The task: Report every line of the material that contains the string "PartialEq".
*** Opening Input for this task ***
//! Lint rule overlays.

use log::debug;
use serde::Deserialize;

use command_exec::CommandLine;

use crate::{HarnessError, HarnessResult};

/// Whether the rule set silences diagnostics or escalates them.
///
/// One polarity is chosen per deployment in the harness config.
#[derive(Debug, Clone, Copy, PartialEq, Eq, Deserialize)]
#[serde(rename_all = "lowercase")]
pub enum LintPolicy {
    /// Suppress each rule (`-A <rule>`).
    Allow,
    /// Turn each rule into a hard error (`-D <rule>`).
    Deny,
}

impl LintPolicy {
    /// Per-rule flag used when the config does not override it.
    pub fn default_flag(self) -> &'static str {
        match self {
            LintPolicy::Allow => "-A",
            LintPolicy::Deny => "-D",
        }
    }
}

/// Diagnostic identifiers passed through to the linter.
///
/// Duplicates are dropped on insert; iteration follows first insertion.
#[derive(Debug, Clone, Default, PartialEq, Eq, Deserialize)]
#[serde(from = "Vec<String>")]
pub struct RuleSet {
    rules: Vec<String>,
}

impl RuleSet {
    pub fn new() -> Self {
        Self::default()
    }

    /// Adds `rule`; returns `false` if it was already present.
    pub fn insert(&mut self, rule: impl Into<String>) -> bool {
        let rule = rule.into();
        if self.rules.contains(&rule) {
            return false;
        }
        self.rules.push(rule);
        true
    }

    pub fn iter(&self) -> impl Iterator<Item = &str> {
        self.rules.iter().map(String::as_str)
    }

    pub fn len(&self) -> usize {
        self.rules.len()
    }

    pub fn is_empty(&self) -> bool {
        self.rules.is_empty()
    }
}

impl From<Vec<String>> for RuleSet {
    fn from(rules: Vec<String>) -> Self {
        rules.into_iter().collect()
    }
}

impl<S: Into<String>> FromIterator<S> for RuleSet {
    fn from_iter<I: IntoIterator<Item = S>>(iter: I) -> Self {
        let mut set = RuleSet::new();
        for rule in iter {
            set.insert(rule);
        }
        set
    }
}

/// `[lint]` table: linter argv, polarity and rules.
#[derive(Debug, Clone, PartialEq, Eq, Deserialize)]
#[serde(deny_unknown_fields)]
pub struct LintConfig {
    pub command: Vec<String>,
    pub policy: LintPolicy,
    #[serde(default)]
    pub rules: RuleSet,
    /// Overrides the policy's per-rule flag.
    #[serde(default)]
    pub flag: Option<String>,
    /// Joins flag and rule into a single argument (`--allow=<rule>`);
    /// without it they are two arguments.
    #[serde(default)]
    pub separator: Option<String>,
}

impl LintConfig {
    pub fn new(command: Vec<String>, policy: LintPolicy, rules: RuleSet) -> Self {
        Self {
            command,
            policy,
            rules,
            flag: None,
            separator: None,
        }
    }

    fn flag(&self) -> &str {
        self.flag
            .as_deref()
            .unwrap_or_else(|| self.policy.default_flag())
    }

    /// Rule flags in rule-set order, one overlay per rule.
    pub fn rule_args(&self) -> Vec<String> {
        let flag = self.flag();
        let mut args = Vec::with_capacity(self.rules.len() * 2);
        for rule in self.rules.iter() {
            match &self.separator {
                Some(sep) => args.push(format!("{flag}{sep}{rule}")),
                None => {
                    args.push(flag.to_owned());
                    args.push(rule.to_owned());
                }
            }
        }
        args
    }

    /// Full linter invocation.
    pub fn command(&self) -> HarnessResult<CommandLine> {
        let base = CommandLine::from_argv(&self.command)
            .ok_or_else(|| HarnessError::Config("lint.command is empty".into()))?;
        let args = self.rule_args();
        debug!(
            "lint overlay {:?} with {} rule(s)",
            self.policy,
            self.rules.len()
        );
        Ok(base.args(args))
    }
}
*** Closing Input for this task ***
*** Opening Input for this task ***
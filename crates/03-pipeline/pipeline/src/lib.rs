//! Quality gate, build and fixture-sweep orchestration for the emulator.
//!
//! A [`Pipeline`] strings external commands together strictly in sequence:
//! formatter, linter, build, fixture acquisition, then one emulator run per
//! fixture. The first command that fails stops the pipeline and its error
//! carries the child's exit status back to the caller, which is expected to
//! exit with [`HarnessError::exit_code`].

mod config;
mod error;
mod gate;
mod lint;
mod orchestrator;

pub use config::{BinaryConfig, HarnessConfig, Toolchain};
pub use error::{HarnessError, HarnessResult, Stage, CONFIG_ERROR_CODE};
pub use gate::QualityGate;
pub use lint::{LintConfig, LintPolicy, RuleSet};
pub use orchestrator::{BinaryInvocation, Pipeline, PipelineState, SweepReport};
*** Closing Input for this task ***
Answer section:
#[derive(Debug, Clone, Copy, PartialEq, Eq, Deserialize)]
#[derive(Debug, Clone, Default, PartialEq, Eq, Deserialize)]
#[derive(Debug, Clone, PartialEq, Eq, Deserialize)]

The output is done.